And that's exactly why I like dwm so much: it has zero dependencies, and no config files. It just displays the windows of the programs that I actually want to use, and gets out of my way.

Right, until random builds start breaking in Visual Studio because some CSPROJ somewhere because visual studio is looking at the wrong DLL since there is no deterministic way to determine where VS will look for DLLs under many circumstances (maybe it’s looking at the GAC. Maybe it’s looking at the many various paths for Nuget. Maybe it’s looking at some of the default build paths) and picks up a random unpredictable version.

And since you can’t even look at the CSPROJ within VS without gymnastics debugging isn’t even easy to get started with.

> I don’t have enough time in my life to debug and recompile my window manager or Terminal app on a regular basis. Maybe a long time ago, when I was single and had a lot more time to burn.

I set up dwm, st, and dmenu once years ago, and have worked flawlessly without faults ever since. I actually use a stripped-down hacked-up dwm that I did on a Sunday years ago and have since lost the source for it; I can't recompile it even if I wanted, heh (which is not ideal, but I have little reason to spend effort on it).

> Would the tiny incremental gain from tweaking one or two specific settings to my perfect liking save me anywhere near the amount of time, happiness, or productivity that I save from just letting someone else choose the defaults for me?

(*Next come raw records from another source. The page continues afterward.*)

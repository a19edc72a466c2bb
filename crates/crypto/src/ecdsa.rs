//! ECDSA over raw key bytes
//!
//! Signing yields the raw `r ‖ s` form the seal formats carry; verification
//! takes ASN.1 DER. High-S signatures are accepted.

use crate::error::{CryptoError, Result};
use crate::keys::{with_curve, PrivateKey, PublicKey};
use tracing::debug;

/// What the signer is handed
#[derive(Debug, Clone, Copy)]
pub enum SigningInput<'a> {
    /// A digest computed by the caller
    Digest(&'a [u8]),
    /// The message itself, hashed with the curve's own digest
    Message(&'a [u8]),
}

/// Sign and return the raw `r ‖ s` encoding
pub fn sign(key: &PrivateKey, input: SigningInput<'_>) -> Result<Vec<u8>> {
    with_curve!(key.curve(), c => {
        use c::ecdsa::signature::hazmat::PrehashSigner;
        use c::ecdsa::signature::Signer;

        let signing_key = c::ecdsa::SigningKey::from_slice(key.as_bytes())
            .map_err(|e| CryptoError::InvalidKey(e.to_string()))?;
        let signature: c::ecdsa::Signature = match input {
            SigningInput::Digest(digest) => signing_key.sign_prehash(digest),
            SigningInput::Message(message) => signing_key.try_sign(message),
        }
        .map_err(|e| CryptoError::SigningFailed(e.to_string()))?;
        Ok(signature.to_bytes().to_vec())
    })
}

/// Verify a DER signature
///
/// Returns `Ok(false)` for a well-formed signature that does not verify.
pub fn verify(key: &PublicKey, der: &[u8], input: SigningInput<'_>) -> Result<bool> {
    let valid = with_curve!(key.curve(), c => {
        use c::ecdsa::signature::hazmat::PrehashVerifier;
        use c::ecdsa::signature::Verifier;

        let verifying_key = c::ecdsa::VerifyingKey::from_sec1_bytes(key.as_bytes())
            .map_err(|e| CryptoError::InvalidKey(e.to_string()))?;
        let signature = c::ecdsa::Signature::from_der(der)
            .map_err(|e| CryptoError::InvalidSignature(e.to_string()))?;
        Ok::<_, CryptoError>(match input {
            SigningInput::Digest(digest) => verifying_key.verify_prehash(digest, &signature),
            SigningInput::Message(message) => verifying_key.verify(message, &signature),
        }
        .is_ok())
    })?;
    debug!(curve = key.curve().name(), valid, "verified signature");
    Ok(valid)
}

#[cfg(test)]
mod tests {
    use super::*;
    use crate::digest::DigestAlgorithm;
    use crate::keys::EcCurve;
    use icao_seal_protocol::VdsSignature;

    #[test]
    fn test_sign_verify_digest() {
        for (curve, algorithm) in [
            (EcCurve::P256, DigestAlgorithm::Sha256),
            (EcCurve::P384, DigestAlgorithm::Sha384),
            (EcCurve::P521, DigestAlgorithm::Sha512),
        ] {
            let private = PrivateKey::generate(curve).unwrap();
            let public = private.public_key().unwrap();
            let digest = algorithm.digest(b"seal bytes");

            let raw = sign(&private, SigningInput::Digest(&digest)).unwrap();
            assert_eq!(raw.len(), 2 * curve.scalar_len());

            let der = VdsSignature::from_raw(&raw).unwrap().to_der();
            assert!(verify(&public, &der, SigningInput::Digest(&digest)).unwrap());

            let other = algorithm.digest(b"other bytes");
            assert!(!verify(&public, &der, SigningInput::Digest(&other)).unwrap());
        }
    }

    #[test]
    fn test_sign_verify_message() {
        let private = PrivateKey::generate(EcCurve::P521).unwrap();
        let public = private.public_key().unwrap();
        let raw = sign(&private, SigningInput::Message(b"payload")).unwrap();
        let der = VdsSignature::from_raw(&raw).unwrap().to_der();
        assert!(verify(&public, &der, SigningInput::Message(b"payload")).unwrap());
    }

    #[test]
    fn test_garbage_der() {
        let public = PrivateKey::generate(EcCurve::P256)
            .unwrap()
            .public_key()
            .unwrap();
        assert!(matches!(
            verify(&public, &[0x30, 0x01, 0x00], SigningInput::Message(b"x")),
            Err(CryptoError::InvalidSignature(_))
        ));
    }
}
//! Declarative mapping between message TLVs and named fields
//!
//! A [`Schema`] lists the features a document type carries: tag, name,
//! semantic type and whether the feature must be present. The mapper walks
//! that list in order, so decoding does not depend on where a tag sits in the
//! message list, and encoding always emits features in schema order.
//!
//! Schemas are plain data. They deserialize from JSON:
//!
//! ```json
//! {
//!   "name": "icao_etd",
//!   "documentRef": 24067,
//!   "version": 4,
//!   "features": [
//!     { "tag": 2, "name": "MRZ", "type": "mrz", "required": true }
//!   ]
//! }
//! ```

pub mod registry;

pub use registry::SchemaRegistry;

use crate::c40;
use crate::date::{decode_date, encode_date, MaskedDate};
use crate::error::{ProtocolError, Result};
use crate::tlv::Tlv;
use crate::vds::{Seal, VdsHeader};
use chrono::NaiveDate;
use serde::{Deserialize, Serialize};
use std::collections::BTreeMap;

/// Decoded fields keyed by feature name
pub type FieldMap = BTreeMap<String, FieldValue>;

/// How a feature's value bytes are interpreted
#[derive(Debug, Clone, Copy, PartialEq, Eq, Hash, Serialize, Deserialize)]
#[serde(rename_all = "snake_case")]
pub enum FeatureType {
    /// C40 text, spaces kept as spaces
    C40,
    /// C40 text with spaces shown as the MRZ filler `<`
    Mrz,
    Utf8String,
    Bytes,
    /// Unsigned big-endian integer
    Integer,
    Date,
    MaskedDate,
}

impl FeatureType {
    fn value_kind(self) -> &'static str {
        match self {
            FeatureType::C40 | FeatureType::Mrz | FeatureType::Utf8String => "text",
            FeatureType::Bytes => "bytes",
            FeatureType::Integer => "integer",
            FeatureType::Date => "date",
            FeatureType::MaskedDate => "masked date",
        }
    }
}

/// One feature of a document type
#[derive(Debug, Clone, PartialEq, Eq, Serialize, Deserialize)]
pub struct Feature {
    pub tag: u8,
    pub name: String,
    #[serde(rename = "type")]
    pub feature_type: FeatureType,
    #[serde(default)]
    pub required: bool,
}

impl Feature {
    pub fn new(tag: u8, name: impl Into<String>, feature_type: FeatureType, required: bool) -> Self {
        Self {
            tag,
            name: name.into(),
            feature_type,
            required,
        }
    }

    pub fn required(tag: u8, name: impl Into<String>, feature_type: FeatureType) -> Self {
        Self::new(tag, name, feature_type, true)
    }

    pub fn optional(tag: u8, name: impl Into<String>, feature_type: FeatureType) -> Self {
        Self::new(tag, name, feature_type, false)
    }
}

/// Typed field value
#[derive(Debug, Clone, PartialEq, Eq)]
pub enum FieldValue {
    Text(String),
    Bytes(Vec<u8>),
    Integer(i64),
    Date(NaiveDate),
    MaskedDate(MaskedDate),
}

impl FieldValue {
    pub fn as_text(&self) -> Option<&str> {
        match self {
            FieldValue::Text(text) => Some(text),
            _ => None,
        }
    }

    pub fn as_bytes(&self) -> Option<&[u8]> {
        match self {
            FieldValue::Bytes(bytes) => Some(bytes),
            _ => None,
        }
    }

    pub fn as_integer(&self) -> Option<i64> {
        match self {
            FieldValue::Integer(value) => Some(*value),
            _ => None,
        }
    }

    pub fn as_date(&self) -> Option<NaiveDate> {
        match self {
            FieldValue::Date(date) => Some(*date),
            _ => None,
        }
    }
}

impl From<&str> for FieldValue {
    fn from(text: &str) -> Self {
        FieldValue::Text(text.to_string())
    }
}

impl From<String> for FieldValue {
    fn from(text: String) -> Self {
        FieldValue::Text(text)
    }
}

impl From<Vec<u8>> for FieldValue {
    fn from(bytes: Vec<u8>) -> Self {
        FieldValue::Bytes(bytes)
    }
}

impl From<i64> for FieldValue {
    fn from(value: i64) -> Self {
        FieldValue::Integer(value)
    }
}

impl From<NaiveDate> for FieldValue {
    fn from(date: NaiveDate) -> Self {
        FieldValue::Date(date)
    }
}

impl From<MaskedDate> for FieldValue {
    fn from(date: MaskedDate) -> Self {
        FieldValue::MaskedDate(date)
    }
}

/// Feature list of one document type and version
#[derive(Debug, Clone, PartialEq, Eq, Serialize, Deserialize)]
#[serde(rename_all = "camelCase")]
pub struct Schema {
    pub name: String,
    /// `(feature reference << 8) | type category`
    pub document_ref: u16,
    /// ICAO version (3 or 4)
    pub version: u8,
    pub features: Vec<Feature>,
}

impl Schema {
    pub fn new(
        name: impl Into<String>,
        document_ref: u16,
        version: u8,
        features: Vec<Feature>,
    ) -> Self {
        Self {
            name: name.into(),
            document_ref,
            version,
            features,
        }
    }

    pub fn feature(&self, name: &str) -> Option<&Feature> {
        self.features.iter().find(|f| f.name == name)
    }

    /// Fail unless the header names this schema's document type and version
    pub fn check(&self, header: &VdsHeader) -> Result<()> {
        let version = header.version.icao_version();
        if version != self.version || header.document_ref() != self.document_ref {
            return Err(ProtocolError::SchemaMismatch {
                expected: describe(self.document_ref, self.version),
                found: describe(header.document_ref(), version),
            });
        }
        Ok(())
    }

    /// Check the seal header and map its messages to fields
    pub fn decode_seal(&self, seal: &Seal) -> Result<FieldMap> {
        self.check(&seal.header)?;
        self.decode_messages(&seal.messages)
    }

    /// Map message TLVs to fields, in schema order
    pub fn decode_messages(&self, messages: &[Tlv]) -> Result<FieldMap> {
        let mut fields = FieldMap::new();
        for feature in &self.features {
            match messages.iter().find(|m| m.tag == feature.tag) {
                Some(message) => {
                    let value = decode_value(feature.feature_type, &message.value)?;
                    fields.insert(feature.name.clone(), value);
                }
                None if feature.required => {
                    return Err(ProtocolError::RequiredFeatureMissing(feature.name.clone()))
                }
                None => {}
            }
        }
        Ok(fields)
    }

    /// Build message TLVs from named fields, in schema order
    pub fn encode_fields(&self, fields: &FieldMap) -> Result<Vec<Tlv>> {
        let mut messages = Vec::with_capacity(fields.len());
        for feature in &self.features {
            match fields.get(&feature.name) {
                Some(value) => messages.push(Tlv::new(feature.tag, encode_value(feature, value)?)?),
                None if feature.required => {
                    return Err(ProtocolError::RequiredFeatureMissing(feature.name.clone()))
                }
                None => {}
            }
        }
        Ok(messages)
    }
}

fn describe(document_ref: u16, version: u8) -> String {
    format!("document 0x{:04X} version {}", document_ref, version)
}

/// Interpret value bytes according to `feature_type`
pub fn decode_value(feature_type: FeatureType, bytes: &[u8]) -> Result<FieldValue> {
    Ok(match feature_type {
        FeatureType::C40 => FieldValue::Text(c40::decode(bytes)?),
        FeatureType::Mrz => FieldValue::Text(c40::decode(bytes)?.replace(' ', "<")),
        FeatureType::Utf8String => FieldValue::Text(
            String::from_utf8(bytes.to_vec())
                .map_err(|e| ProtocolError::InvalidFormat(e.to_string()))?,
        ),
        FeatureType::Bytes => FieldValue::Bytes(bytes.to_vec()),
        FeatureType::Integer => FieldValue::Integer(decode_integer(bytes)?),
        FeatureType::Date => FieldValue::Date(decode_date(bytes)?),
        FeatureType::MaskedDate => FieldValue::MaskedDate(MaskedDate::decode(bytes)?),
    })
}

/// Produce value bytes for `feature`
pub fn encode_value(feature: &Feature, value: &FieldValue) -> Result<Vec<u8>> {
    let mismatch = || ProtocolError::TypeMismatch {
        feature: feature.name.clone(),
        expected: feature.feature_type.value_kind(),
    };
    match (feature.feature_type, value) {
        (FeatureType::C40 | FeatureType::Mrz, FieldValue::Text(text)) => c40::encode(text),
        (FeatureType::Utf8String, FieldValue::Text(text)) => Ok(text.as_bytes().to_vec()),
        (FeatureType::Bytes, FieldValue::Bytes(bytes)) => Ok(bytes.clone()),
        (FeatureType::Integer, FieldValue::Integer(value)) => {
            if *value < 0 {
                return Err(ProtocolError::NegativeInteger(feature.name.clone()));
            }
            Ok(encode_integer(*value as u64))
        }
        (FeatureType::Date, FieldValue::Date(date)) => Ok(encode_date(*date)?.to_vec()),
        (FeatureType::MaskedDate, FieldValue::MaskedDate(date)) => Ok(date.encode().to_vec()),
        (FeatureType::MaskedDate, FieldValue::Text(text)) => {
            Ok(text.parse::<MaskedDate>()?.encode().to_vec())
        }
        _ => Err(mismatch()),
    }
}

fn encode_integer(value: u64) -> Vec<u8> {
    if value == 0 {
        return vec![0x00];
    }
    let bytes = value.to_be_bytes();
    let start = bytes.iter().position(|b| *b != 0).unwrap_or(bytes.len() - 1);
    bytes[start..].to_vec()
}

fn decode_integer(bytes: &[u8]) -> Result<i64> {
    let start = bytes.iter().position(|b| *b != 0).unwrap_or(bytes.len());
    let magnitude = &bytes[start..];
    if magnitude.len() > 8 || (magnitude.len() == 8 && magnitude[0] & 0x80 != 0) {
        return Err(ProtocolError::InvalidLength {
            what: "integer",
            got: magnitude.len(),
        });
    }
    Ok(magnitude.iter().fold(0i64, |acc, b| (acc << 8) | *b as i64))
}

But that's not without overhead either. If you update your Fedora or Windows you'll sometimes need to spend time getting used to new defaults and the like, especially on the long term (e.g. Windows 7 -> 8 -> 10, or if you use Ubuntu, Gnome -> Unity -> back to Gnome). With dwm, my experience has remained unchanged for a very long time.

I can only speak for myself, but your description of a hacker constantly fiddling and compiling their software couldn't be further from what I'm actually doing with suckless/dwm. Funny enough, I like it for much of the same reasons as you like Fedora/Windows: it gets out of my way so I can spend time on more important stuff.

> I actually use a stripped-down hacked-up dwm that I did on a Sunday years ago

Aha, so in some sense the software was still not totally suckless to you.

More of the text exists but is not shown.